**Provided information**
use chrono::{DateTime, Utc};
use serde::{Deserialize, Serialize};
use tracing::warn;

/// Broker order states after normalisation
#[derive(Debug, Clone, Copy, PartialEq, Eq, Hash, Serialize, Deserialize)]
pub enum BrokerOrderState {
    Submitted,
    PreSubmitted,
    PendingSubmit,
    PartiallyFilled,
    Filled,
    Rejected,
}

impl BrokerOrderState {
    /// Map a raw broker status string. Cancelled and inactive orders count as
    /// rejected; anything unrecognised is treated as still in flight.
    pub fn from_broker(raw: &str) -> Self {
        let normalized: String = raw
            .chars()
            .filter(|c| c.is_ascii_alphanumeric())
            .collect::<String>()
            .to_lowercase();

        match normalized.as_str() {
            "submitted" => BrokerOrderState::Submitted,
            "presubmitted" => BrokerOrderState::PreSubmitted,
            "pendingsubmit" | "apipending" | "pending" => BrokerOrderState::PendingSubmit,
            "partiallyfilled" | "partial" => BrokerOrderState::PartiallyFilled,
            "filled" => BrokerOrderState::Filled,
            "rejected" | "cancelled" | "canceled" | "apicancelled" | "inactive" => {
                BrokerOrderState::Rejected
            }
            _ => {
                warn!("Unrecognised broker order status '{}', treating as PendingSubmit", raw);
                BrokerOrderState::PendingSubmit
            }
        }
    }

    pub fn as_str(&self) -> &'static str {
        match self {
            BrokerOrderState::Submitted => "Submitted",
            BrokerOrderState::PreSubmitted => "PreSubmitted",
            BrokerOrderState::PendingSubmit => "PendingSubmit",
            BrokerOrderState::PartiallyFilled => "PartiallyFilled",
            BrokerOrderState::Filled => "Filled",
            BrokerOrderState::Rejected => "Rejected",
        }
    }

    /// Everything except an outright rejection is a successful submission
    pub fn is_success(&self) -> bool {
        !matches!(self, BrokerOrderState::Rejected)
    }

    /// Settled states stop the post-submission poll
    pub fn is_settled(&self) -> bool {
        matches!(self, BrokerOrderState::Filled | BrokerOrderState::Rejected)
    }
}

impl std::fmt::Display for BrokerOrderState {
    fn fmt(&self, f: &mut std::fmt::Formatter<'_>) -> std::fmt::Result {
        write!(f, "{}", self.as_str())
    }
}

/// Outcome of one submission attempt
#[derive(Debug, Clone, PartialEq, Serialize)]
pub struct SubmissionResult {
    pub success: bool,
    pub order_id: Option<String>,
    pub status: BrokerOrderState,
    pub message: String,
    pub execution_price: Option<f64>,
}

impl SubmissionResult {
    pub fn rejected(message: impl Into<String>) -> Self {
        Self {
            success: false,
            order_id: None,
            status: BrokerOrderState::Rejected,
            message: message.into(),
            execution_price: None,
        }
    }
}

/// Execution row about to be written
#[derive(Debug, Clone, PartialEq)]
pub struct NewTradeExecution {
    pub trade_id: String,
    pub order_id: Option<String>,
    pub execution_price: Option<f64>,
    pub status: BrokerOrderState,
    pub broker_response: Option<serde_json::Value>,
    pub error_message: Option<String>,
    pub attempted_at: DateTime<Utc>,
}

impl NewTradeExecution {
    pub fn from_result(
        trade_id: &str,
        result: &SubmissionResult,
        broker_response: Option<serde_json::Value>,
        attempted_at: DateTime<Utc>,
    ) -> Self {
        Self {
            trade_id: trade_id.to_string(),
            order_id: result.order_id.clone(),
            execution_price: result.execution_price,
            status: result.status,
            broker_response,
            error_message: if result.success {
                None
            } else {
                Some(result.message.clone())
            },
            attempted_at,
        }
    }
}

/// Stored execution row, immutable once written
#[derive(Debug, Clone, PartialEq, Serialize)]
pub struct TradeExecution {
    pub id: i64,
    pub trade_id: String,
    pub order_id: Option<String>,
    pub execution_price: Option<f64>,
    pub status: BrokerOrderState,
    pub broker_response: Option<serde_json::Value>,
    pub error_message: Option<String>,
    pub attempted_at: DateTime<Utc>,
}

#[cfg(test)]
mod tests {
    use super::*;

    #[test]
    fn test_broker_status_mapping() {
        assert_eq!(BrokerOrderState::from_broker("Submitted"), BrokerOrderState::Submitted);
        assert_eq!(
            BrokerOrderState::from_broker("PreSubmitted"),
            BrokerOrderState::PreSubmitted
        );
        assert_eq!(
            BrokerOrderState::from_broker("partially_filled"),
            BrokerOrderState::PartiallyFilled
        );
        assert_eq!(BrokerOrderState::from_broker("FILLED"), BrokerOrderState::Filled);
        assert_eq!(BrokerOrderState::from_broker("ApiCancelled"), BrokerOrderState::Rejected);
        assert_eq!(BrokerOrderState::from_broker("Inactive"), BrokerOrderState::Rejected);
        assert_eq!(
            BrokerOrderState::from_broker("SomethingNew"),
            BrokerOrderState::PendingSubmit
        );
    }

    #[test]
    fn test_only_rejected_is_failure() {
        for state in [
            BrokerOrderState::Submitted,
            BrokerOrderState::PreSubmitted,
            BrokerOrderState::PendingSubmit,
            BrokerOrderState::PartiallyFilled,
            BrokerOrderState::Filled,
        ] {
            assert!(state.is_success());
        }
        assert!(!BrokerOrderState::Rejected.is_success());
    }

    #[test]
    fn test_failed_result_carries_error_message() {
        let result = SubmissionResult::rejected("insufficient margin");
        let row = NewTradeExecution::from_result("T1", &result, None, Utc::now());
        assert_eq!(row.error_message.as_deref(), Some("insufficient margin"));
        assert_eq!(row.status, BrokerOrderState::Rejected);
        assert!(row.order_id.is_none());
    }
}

---

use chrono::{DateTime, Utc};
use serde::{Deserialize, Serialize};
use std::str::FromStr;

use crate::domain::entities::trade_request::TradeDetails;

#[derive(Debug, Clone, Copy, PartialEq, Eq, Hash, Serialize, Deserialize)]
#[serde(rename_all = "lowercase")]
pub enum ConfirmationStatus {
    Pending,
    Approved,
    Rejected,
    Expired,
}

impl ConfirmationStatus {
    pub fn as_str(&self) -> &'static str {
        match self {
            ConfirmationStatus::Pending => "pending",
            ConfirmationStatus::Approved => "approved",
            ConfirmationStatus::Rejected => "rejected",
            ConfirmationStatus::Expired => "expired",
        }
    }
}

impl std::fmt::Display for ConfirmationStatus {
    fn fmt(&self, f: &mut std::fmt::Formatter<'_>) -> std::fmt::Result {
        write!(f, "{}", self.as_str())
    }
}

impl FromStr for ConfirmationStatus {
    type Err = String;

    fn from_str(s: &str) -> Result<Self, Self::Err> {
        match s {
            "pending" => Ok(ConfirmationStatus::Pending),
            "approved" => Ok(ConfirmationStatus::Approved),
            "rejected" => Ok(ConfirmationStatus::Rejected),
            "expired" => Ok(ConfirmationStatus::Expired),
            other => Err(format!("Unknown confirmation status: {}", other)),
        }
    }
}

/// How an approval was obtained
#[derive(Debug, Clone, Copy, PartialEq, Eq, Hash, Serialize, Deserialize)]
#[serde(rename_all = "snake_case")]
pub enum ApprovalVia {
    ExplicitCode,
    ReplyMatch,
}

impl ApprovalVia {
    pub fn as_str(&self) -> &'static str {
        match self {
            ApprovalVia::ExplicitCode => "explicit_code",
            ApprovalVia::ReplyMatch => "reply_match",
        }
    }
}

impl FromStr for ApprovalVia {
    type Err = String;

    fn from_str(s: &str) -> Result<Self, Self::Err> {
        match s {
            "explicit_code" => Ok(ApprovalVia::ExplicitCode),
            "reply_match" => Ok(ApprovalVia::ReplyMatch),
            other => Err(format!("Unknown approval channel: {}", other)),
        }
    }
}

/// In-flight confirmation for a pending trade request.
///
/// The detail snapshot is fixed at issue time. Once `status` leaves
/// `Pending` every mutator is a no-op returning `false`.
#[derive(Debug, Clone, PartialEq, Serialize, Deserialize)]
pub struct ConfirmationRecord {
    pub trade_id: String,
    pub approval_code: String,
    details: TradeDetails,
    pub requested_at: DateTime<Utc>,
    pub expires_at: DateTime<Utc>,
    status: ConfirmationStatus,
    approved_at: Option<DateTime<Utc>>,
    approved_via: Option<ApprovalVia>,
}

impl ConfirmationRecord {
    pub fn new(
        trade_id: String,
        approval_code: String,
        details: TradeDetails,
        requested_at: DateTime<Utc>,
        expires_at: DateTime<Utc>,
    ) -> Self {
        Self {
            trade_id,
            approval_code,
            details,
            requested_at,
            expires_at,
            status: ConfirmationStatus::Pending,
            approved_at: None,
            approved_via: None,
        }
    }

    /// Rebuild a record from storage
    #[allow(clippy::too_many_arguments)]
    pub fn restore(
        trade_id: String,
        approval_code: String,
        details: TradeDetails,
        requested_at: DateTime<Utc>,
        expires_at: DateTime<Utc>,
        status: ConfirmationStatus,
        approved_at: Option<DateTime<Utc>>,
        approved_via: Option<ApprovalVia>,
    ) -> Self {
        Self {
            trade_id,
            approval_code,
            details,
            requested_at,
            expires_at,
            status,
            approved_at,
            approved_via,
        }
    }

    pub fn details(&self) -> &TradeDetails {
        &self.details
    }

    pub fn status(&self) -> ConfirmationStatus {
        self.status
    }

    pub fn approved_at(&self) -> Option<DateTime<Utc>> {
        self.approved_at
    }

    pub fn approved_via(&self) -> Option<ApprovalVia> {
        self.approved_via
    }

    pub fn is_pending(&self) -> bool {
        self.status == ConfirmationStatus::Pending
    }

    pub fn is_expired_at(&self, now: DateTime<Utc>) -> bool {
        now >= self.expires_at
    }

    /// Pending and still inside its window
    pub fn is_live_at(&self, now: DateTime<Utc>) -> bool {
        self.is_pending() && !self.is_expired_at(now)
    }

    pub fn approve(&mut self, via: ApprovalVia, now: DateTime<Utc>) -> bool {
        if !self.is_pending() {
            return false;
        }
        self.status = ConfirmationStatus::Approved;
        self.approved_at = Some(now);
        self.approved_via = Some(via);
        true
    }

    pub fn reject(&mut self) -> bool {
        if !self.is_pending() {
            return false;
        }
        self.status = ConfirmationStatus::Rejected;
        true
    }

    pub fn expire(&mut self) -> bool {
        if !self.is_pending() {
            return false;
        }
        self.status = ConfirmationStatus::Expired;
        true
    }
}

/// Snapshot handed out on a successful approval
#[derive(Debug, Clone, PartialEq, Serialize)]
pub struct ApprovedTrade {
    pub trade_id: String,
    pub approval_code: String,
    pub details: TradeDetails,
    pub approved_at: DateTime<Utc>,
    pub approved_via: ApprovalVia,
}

**Exercise description**
Count the lines above holding "matches". Give only the number.

**Reply**
2